Macey等人[1]提出光散射与细胞的结构和形态特性直接相关，而来自荧光探针的荧光发射与结合到细胞或细胞成分的荧光探针的量成比例。

图1 流式细胞仪的基本工作原理

类型

流式细胞术有两种不同的类型，称为非分选和分选。非分选型可以进行光散射和荧光发射，而分选型也具有分选颗粒的能力。荧光活化细胞分选机（FACS）是一种流式细胞仪，能够从混合细胞群中分选荧光标记的细胞。

工作组件

流式细胞仪和细胞分选机的主要组件基本上是流体学、光学（激发和收集）、电子网络（检测器）和计算机。
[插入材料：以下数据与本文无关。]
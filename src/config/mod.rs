//! Configuration module for PDF Harvester
//!
//! This module handles loading, parsing, and validating TOML configuration files.
//!
//! # Example
//!
//! ```no_run
//! use pdf_harvester::config::load_config;
//! use std::path::Path;
//!
//! let config = load_config(Path::new("harvester.toml")).unwrap();
//! println!("Documents are stored under: {}", config.storage.root_dir);
//! ```

mod parser;
mod types;
mod validation;

// Re-export types
pub use types::{
    Config, ScrapeConfig, SearchConfig, ServerConfig, SiteEntry, StorageConfig, TimeoutConfig,
    UserAgentConfig, KEYWORD_PLACEHOLDER,
};

// Re-export parser functions
pub use parser::{compute_config_hash, load_config, load_config_with_hash, parse_config};
use crate::config::types::{
    Config, ScrapeConfig, SearchConfig, SiteEntry, StorageConfig, TimeoutConfig, UserAgentConfig,
};
use crate::ConfigError;
use url::Url;

/// Validates the entire configuration
pub fn validate(config: &Config) -> Result<(), ConfigError> {
    validate_user_agent_config(&config.user_agent)?;
    validate_search_config(&config.search)?;
    validate_timeouts(&config.timeouts)?;
    validate_storage_config(&config.storage)?;
    validate_scrape_config(&config.scrape)?;
    validate_sites(&config.sites)?;
    Ok(())
}

/// Validates user agent configuration
fn validate_user_agent_config(config: &UserAgentConfig) -> Result<(), ConfigError> {
    // Client name: non-empty, alphanumeric + hyphens only
    if config.client_name.is_empty() {
        return Err(ConfigError::Validation(
            "client_name cannot be empty".to_string(),
        ));
    }

    if !config
        .client_name
        .chars()
        .all(|c| c.is_ascii_alphanumeric() || c == '-')
    {
        return Err(ConfigError::Validation(format!(
            "client_name must contain only alphanumeric characters and hyphens, got '{}'",
            config.client_name
        )));
    }

    Url::parse(&config.contact_url)
        .map_err(|e| ConfigError::InvalidUrl(format!("Invalid contact_url: {}", e)))?;

    Ok(())
}

fn validate_search_config(config: &SearchConfig) -> Result<(), ConfigError> {
    Url::parse(&config.endpoint)
        .map_err(|e| ConfigError::InvalidUrl(format!("Invalid search endpoint: {}", e)))?;

    if let Some(key) = &config.api_key {
        if key.trim().is_empty() {
            return Err(ConfigError::Validation(
                "api_key cannot be blank; omit it instead".to_string(),
            ));
        }
    }

    Ok(())
}

fn validate_timeouts(config: &TimeoutConfig) -> Result<(), ConfigError> {
    for (name, secs) in [
        ("search-secs", config.search_secs),
        ("search-download-secs", config.search_download_secs),
        ("direct-download-secs", config.direct_download_secs),
        ("page-secs", config.page_secs),
    ] {
        if secs < 1 {
            return Err(ConfigError::Validation(format!(
                "{} must be >= 1 second, got {}",
                name, secs
            )));
        }
    }
    Ok(())
}

fn validate_storage_config(config: &StorageConfig) -> Result<(), ConfigError> {
    if config.root_dir.trim().is_empty() {
        return Err(ConfigError::Validation(
            "root_dir cannot be empty".to_string(),
        ));
    }
    Ok(())
}

fn validate_scrape_config(config: &ScrapeConfig) -> Result<(), ConfigError> {
    if config.max_results < 1 {
        return Err(ConfigError::Validation(format!(
            "max_results must be >= 1, got {}",
            config.max_results
        )));
    }
    Ok(())
}

/// Validates crawl sites, checking each URL with a sample keyword substituted
fn validate_sites(sites: &[SiteEntry]) -> Result<(), ConfigError> {
    for site in sites {
        if site.name.trim().is_empty() {
            return Err(ConfigError::Validation(format!(
                "Site '{}' must have a name",
                site.url
            )));
        }

        let url = Url::parse(&site.url_for("keyword")).map_err(|e| {
            ConfigError::InvalidUrl(format!("Invalid site URL '{}': {}", site.url, e))
        })?;

        if url.scheme() != "http" && url.scheme() != "https" {
            return Err(ConfigError::Validation(format!(
                "Site URL '{}' must use HTTP or HTTPS",
                site.url
            )));
        }
    }
    Ok(())
}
流体学负责将含有颗粒的液体引导到聚焦光源。激发光学器件将光源聚焦在细胞/颗粒上，而收集光学器件将颗粒的光散射或荧光传输到电子网络。电子网络检测信号并将信号转换为与光强成比例的数字数据，还需要计算机来分析数据。

应用

流式细胞术用于基于膜、细胞质和细胞核抗原检测的各种应用中。此外，还可以通过流式细胞术研究全细胞和细胞成分，如细胞器、细胞核、DNA、RNA、染色体、细胞因子、激素和蛋白质含量。细胞增殖和细胞周期的分析、钙通量和膜电位的测量是流式细胞术开发方法的常用例子。

流式细胞仪有一个固定激发的光学工作台，该工作台包括固定位置的激光器、透镜和收集光学器件。透镜用于对激光束进行整形和聚焦。同时，激光通过用高压电将电子激发到高能轨道上来产生光。

Wilkerson等人[2]指出，当这些带电的电子回落到它们的低能量轨道时，就会产生光子。激光照射细胞后，光在细胞边缘偏转，也称为光散射。出现两种类型的光散射，称为前向散射（FSC）和侧向散射（SSC）（图2）。影响总光散射的因素包括膜、细胞核、细胞的粒度、细胞形状和表面形貌。

通常，单元或粒子的大小及其内部复杂性指定散射的类型。FSC光是沿着与激光束相同的轴收集的衍射的结果。FCS与细胞表面积或大小成比例，适用于检测大于给定大小的颗粒，这使其成为最常用的免疫表型方法。

另一方面，SSC光是对大部分折射和反射光的测量，这些光以与激光束成大约90度的角度收集。SSC与细胞粒度或内部复杂性成比例，这与源自荧光标记抗体或染料（如碘化丙啶（PI））的荧光以与SSC相同的角度反射一样重要。为了区分异质群体中的细胞类型，可以使用FCS和SSC的相关测量。

图2 光散射

参考文献：

[1] Macey MG. (2010). Principles of flow cytometry. Flow cytometry: principles and applications In: Macey MG, ed. Totowa (NJ): Humana Press, 1–15.

[2] Wilkerson MJ. (2012). Principles and applications of flow cytometry and cell sorting in companion animal medicine. Vet Clin North Am Small Anim Pract, 42, 53–71.